- _Brief_
Each line below that carries the string "derive" must appear in the answer.

- _The input_
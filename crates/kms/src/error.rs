// Copyright 2021-2024 SecureDNA Stiftung (SecureDNA Foundation) <licensing@securedna.org>
// SPDX-License-Identifier: MIT OR Apache-2.0

use http_client::HttpError;

use crate::auth::TokenError;
use crate::names::ResourceNameError;
use crate::types::{ApiErrorBody, CryptoKeyVersionAlgorithm, CryptoKeyVersionState};

#[derive(Debug, thiserror::Error)]
pub enum KmsError {
    /// The service rejected the call with a structured error.
    #[error("{status} ({code}): {message}")]
    Api {
        code: u16,
        status: String,
        message: String,
        retriable: bool,
    },
    #[error(transparent)]
    Http(HttpError),
    #[error(transparent)]
    Name(#[from] ResourceNameError),
    #[error("obtaining access token: {0}")]
    Token(#[from] TokenError),
    #[error("invalid argument: {0}")]
    InvalidArgument(String),
    #[error("integrity check failed for {what}: {detail}")]
    Integrity { what: String, detail: String },
    #[error("invalid public key: {0}")]
    PublicKey(String),
    #[error("{algorithm} keys cannot be used for asymmetric signing")]
    UnsupportedAlgorithm {
        algorithm: CryptoKeyVersionAlgorithm,
    },
    #[error("{name} is {state}, expected ENABLED")]
    UnexpectedKeyState {
        name: String,
        state: CryptoKeyVersionState,
    },
    #[error("{name} was still PENDING_GENERATION after {attempts} checks")]
    StillPending { name: String, attempts: u32 },
    #[error("key {label:?} is not in the HSM; did you specify the label of something that exists in {key_ring}?")]
    KeyPairNotFound { key_ring: String, label: String },
}

impl KmsError {
    pub fn is_retriable(&self) -> bool {
        match self {
            KmsError::Api { retriable, .. } => *retriable,
            KmsError::Http(err) => err.is_retriable(),
            _ => false,
        }
    }
}

impl From<HttpError> for KmsError {
    fn from(err: HttpError) -> Self {
        if let HttpError::StatusError {
            body, retriable, ..
        } = &err
        {
            if let Ok(ApiErrorBody { error }) = serde_json::from_str::<ApiErrorBody>(body) {
                return KmsError::Api {
                    code: error.code,
                    status: error.status,
                    message: error.message,
                    retriable: *retriable,
                };
            }
        }
        KmsError::Http(err)
    }
}

#[cfg(test)]
mod tests {
    use super::*;

    #[test]
    fn google_error_envelope_becomes_api_error() {
        let err = KmsError::from(HttpError::StatusError {
            ctx: "requesting x".into(),
            status: 429,
            retriable: true,
            body: r#"{"error": {"code": 429, "message": "Quota exceeded for HSM operations.", "status": "RESOURCE_EXHAUSTED"}}"#.into(),
        });
        assert_eq!(
            err.to_string(),
            "RESOURCE_EXHAUSTED (429): Quota exceeded for HSM operations."
        );
        assert!(err.is_retriable());
    }

    #[test]
    fn other_bodies_stay_http_errors() {
        let err = KmsError::from(HttpError::StatusError {
            ctx: "requesting x".into(),
            status: 502,
            retriable: false,
            body: "<html>bad gateway</html>".into(),
        });
        assert!(matches!(err, KmsError::Http(_)));
    }
}
// Copyright 2021-2024 SecureDNA Stiftung (SecureDNA Foundation) <licensing@securedna.org>
// SPDX-License-Identifier: MIT OR Apache-2.0

//! Manual test harness for HSM-backed Cloud KMS operations.

pub mod operations;
pub mod opts;
pub mod output;

pub use opts::{Arguments, Config, Operation};
// Copyright 2021-2024 SecureDNA Stiftung (SecureDNA Foundation) <licensing@securedna.org>
// SPDX-License-Identifier: MIT OR Apache-2.0

use serde::Serialize;

#[derive(Debug, Clone, Copy, Default)]
pub struct OutputFormat {
    pub quiet: bool,
    pub compact: bool,
}

impl OutputFormat {
    pub fn output_str(&self, operation: &str, subject: &str, object: &str) {
        if self.quiet {
            return;
        }
        println!("{}", self.render(operation, subject, object));
    }

    pub fn output(&self, operation: &str, subject: &str, object: &impl Serialize) {
        if self.quiet {
            return;
        }
        self.output_str(operation, subject, &self.json_to_string(object))
    }

    pub fn render(&self, operation: &str, subject: &str, object: &str) -> String {
        if self.compact {
            format!("{operation} {subject}: {object}")
        } else {
            format!("{operation} {subject}:\n{object}\n")
        }
    }

    pub fn json_to_string(&self, object: &impl Serialize) -> String {
        let json = if self.compact {
            serde_json::to_string(object)
        } else {
            serde_json::to_string_pretty(object)
        };
        json.unwrap_or_else(|err| format!("<unserializable: {err}>"))
    }
}

#[cfg(test)]
mod tests {
    use super::*;

    #[test]
    fn compact_is_one_line() {
        let fmt = OutputFormat {
            quiet: false,
            compact: true,
        };
        let json = fmt.json_to_string(&serde_json::json!({"hex": "00ff"}));
        assert_eq!(
            fmt.render("rand-reader", "projects/p/locations/l", &json),
            r#"rand-reader projects/p/locations/l: {"hex":"00ff"}"#
        );
    }

    #[test]
    fn pretty_is_multi_line() {
        let fmt = OutputFormat::default();
        let json = fmt.json_to_string(&serde_json::json!({"hex": "00ff"}));
        assert_eq!(
            fmt.render("rand-reader", "l", &json),
            "rand-reader l:\n{\n  \"hex\": \"00ff\"\n}\n"
        );
    }
}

- _Output below_
#[derive(Debug, thiserror::Error)]
#[derive(Debug, Clone, Copy, Default)]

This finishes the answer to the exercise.